Six young Canadian adventurers have completed their 1,500km canoe journey through northern Quebec and Labrador.
They set out in early June from Schefferville, a former iron ore town in interior Quebec. They descended the De Pas and George Rivers to Ungava Bay before making their way up the Koroc River and through the Torngat mountains to the Labrador coast.

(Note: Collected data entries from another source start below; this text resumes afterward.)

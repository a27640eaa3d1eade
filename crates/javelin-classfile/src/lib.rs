//! Class-file reading and writing.
//!
//! This crate knows the binary format and nothing about javelin's semantic
//! model: the lowerer produces a [`ClassFile`] and the writer serialises it
//! bit-exactly; the reader parses compiled class files back into the same
//! shape, skipping method bodies and debug attributes.

pub mod class;
pub mod descriptor;
pub mod error;
pub mod pool;
pub mod reader;
pub mod signature;
pub mod writer;

pub use class::{
    AnnotationItem, ClassFile, ElemConst, ElementValue, FieldItem, InnerClassItem, MethodItem,
    ModuleItem, RecordComponentItem, TargetInfo, TypeAnnotationItem, TypePathStep,
};
pub use descriptor::{FieldType, MethodDescriptor};
pub use error::ClassFileError;
pub use pool::ConstPool;
pub use reader::read_class;
pub use signature::{
    ClassSignature, MethodSignature, SigTypeParam, TypeArgSig, TypeSig, parse_class_signature,
    parse_method_signature, parse_type_signature,
};
pub use writer::write_class;

/// Class-file major version for Java 21, the default target.
pub const DEFAULT_MAJOR_VERSION: u16 = 65;
pub const MAGIC: u32 = 0xCAFE_BABE;
//! String interning.
//!
//! Binary names and simple names repeat constantly across a compilation, so
//! symbols hold an `Atom` (a 4-byte handle) and the `Interner` owns the
//! backing strings. Atoms from the same interner compare and hash as
//! integers.

use rustc_hash::FxHashMap;

/// A handle to an interned string.
#[derive(Clone, Copy, Debug, PartialEq, Eq, Hash, PartialOrd, Ord)]
pub struct Atom(u32);

impl Atom {
    pub const fn index(self) -> usize {
        self.0 as usize
    }
}

#[derive(Debug, Default)]
pub struct Interner {
    map: FxHashMap<Box<str>, Atom>,
    strings: Vec<Box<str>>,
}

impl Interner {
    pub fn new() -> Self {
        Interner::default()
    }

    pub fn intern(&mut self, text: &str) -> Atom {
        if let Some(&atom) = self.map.get(text) {
            return atom;
        }
        let atom = Atom(self.strings.len() as u32);
        let boxed: Box<str> = text.into();
        self.strings.push(boxed.clone());
        self.map.insert(boxed, atom);
        atom
    }

    /// Look up an existing atom without interning.
    pub fn get(&self, text: &str) -> Option<Atom> {
        self.map.get(text).copied()
    }

    pub fn resolve(&self, atom: Atom) -> &str {
        &self.strings[atom.index()]
    }

    pub fn len(&self) -> usize {
        self.strings.len()
    }

    pub fn is_empty(&self) -> bool {
        self.strings.is_empty()
    }
}

#[cfg(test)]
mod tests {
    use super::*;

    #[test]
    fn interning_dedupes() {
        let mut interner = Interner::new();
        let a = interner.intern("java/lang/Object");
        let b = interner.intern("java/lang/String");
        let c = interner.intern("java/lang/Object");
        assert_eq!(a, c);
        assert_ne!(a, b);
        assert_eq!(interner.resolve(a), "java/lang/Object");
        assert_eq!(interner.get("java/lang/String"), Some(b));
        assert_eq!(interner.get("java/util/List"), None);
    }
}
pub fn to_bound_class(cf: &ClassFile, names: &Names) -> TypeBoundClass {
    let sym = names.class(&cf.name);
    let access = AccessFlags::from_classfile_bits(cf.access);
    let kind = kind_of(cf, access);

    let mut scope: HashMap<String, TyVarSym> = HashMap::new();
    let (type_params, supertype, interfaces) = match cf
        .signature
        .as_deref()
        .and_then(|sig| signature::parse_class_signature(sig).ok())
    {
        Some(sig) => {
            let type_params =
                convert_type_params(&sig.type_params, TyVarOwner::Class(sym), names, &mut scope);
            let supertype = Some(sig_to_type(&sig.superclass, &scope, names));
            let interfaces = sig
                .interfaces
                .iter()
                .map(|iface| sig_to_type(iface, &scope, names))
                .collect();
            (type_params, supertype, interfaces)
        }
        None => {
            let supertype = cf
                .super_name
                .as_deref()
                .map(|name| Type::class(names.class(name)));
            let interfaces = cf
                .interfaces
                .iter()
                .map(|name| Type::class(names.class(name)))
                .collect();
            (Vec::new(), supertype, interfaces)
        }
    };

    let mut access = access;
    if !cf.permitted_subclasses.is_empty() {
        access |= AccessFlags::SEALED;
    }

    let fields = cf
        .fields
        .iter()
        .map(|field| convert_field(field, sym, &scope, names))
        .collect();
    let methods = cf
        .methods
        .iter()
        .enumerate()
        .filter(|(_, m)| m.name != "<clinit>")
        .map(|(index, method)| convert_method(method, sym, index as u32, &scope, names))
        .collect();
    let components = cf
        .record_components
        .iter()
        .map(|component| ComponentInfo {
            name: component.name.clone(),
            ty: component
                .signature
                .as_deref()
                .and_then(|sig| signature::parse_type_signature(sig).ok())
                .map(|sig| sig_to_type(&sig, &scope, names))
                .unwrap_or_else(|| descriptor_type(&component.descriptor, names)),
            annotations: convert_annotations(&component.annotations, names),
        })
        .collect();

    let annotations = convert_annotations(&cf.annotations, names);
    let anno_meta = if kind == SourceKind::Annotation {
        Some(extract_metadata(&annotations, names))
    } else {
        None
    };

    let mut children = indexmap::IndexMap::new();
    for entry in &cf.inner_classes {
        if entry.outer.as_deref() == Some(cf.name.as_str()) {
            if let Some(simple) = &entry.inner_name {
                children.insert(simple.clone(), names.class(&entry.inner));
            }
        }
    }

    TypeBoundClass {
        sym,
        access,
        kind,
        owner: javelin_common::names::enclosing_of(&cf.name).map(|outer| names.class(outer)),
        type_params,
        supertype,
        interfaces,
        permits: cf
            .permitted_subclasses
            .iter()
            .map(|name| names.class(name))
            .collect(),
        children,
        fields,
        methods,
        components,
        annotations,
        anno_meta,
        module: None,
        javadoc: None,
    }
}

fn kind_of(cf: &ClassFile, access: AccessFlags) -> SourceKind {
    if access.contains(AccessFlags::ANNOTATION) {
        SourceKind::Annotation
    } else if access.contains(AccessFlags::INTERFACE) {
        SourceKind::Interface
    } else if access.contains(AccessFlags::ENUM) {
        SourceKind::Enum
    } else if cf.super_name.as_deref() == Some(javelin_common::names::RECORD)
        || !cf.record_components.is_empty()
    {
        SourceKind::Record
    } else {
        SourceKind::Class
    }
}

While in the Torngats, the team scrambled up 1,652m Mount d’Iberville (also known as Mt. Caubvick), the highest point in Quebec/Labrador. Two members of the expedition, Sarah-Jeanne Giroux and Philippe Poulin, then left to return home. Pier-Luc Morissette, Guillaume Moreau, Nicolas Roulx and Charles Fortin paddled a further 500km south along the open Atlantic. After a final 70km battle against headwinds, they arrived on July 12 in Nain, the northernmost town on the Labrador coast.
The northern Labrador coast is dense with polar bears, and every night, they set up a perimeter alarm fence in case a curious or predatory bear wandered into camp while they slept. Surprisingly, they did not report a single sighting.
The expedition will now rest in Nain before returning to Quebec City. There, they will give the wood samples that they collected on the partly forested subarctic rivers to Laval University: Analysis of the wood will help scientists understand how climate change is affecting the region.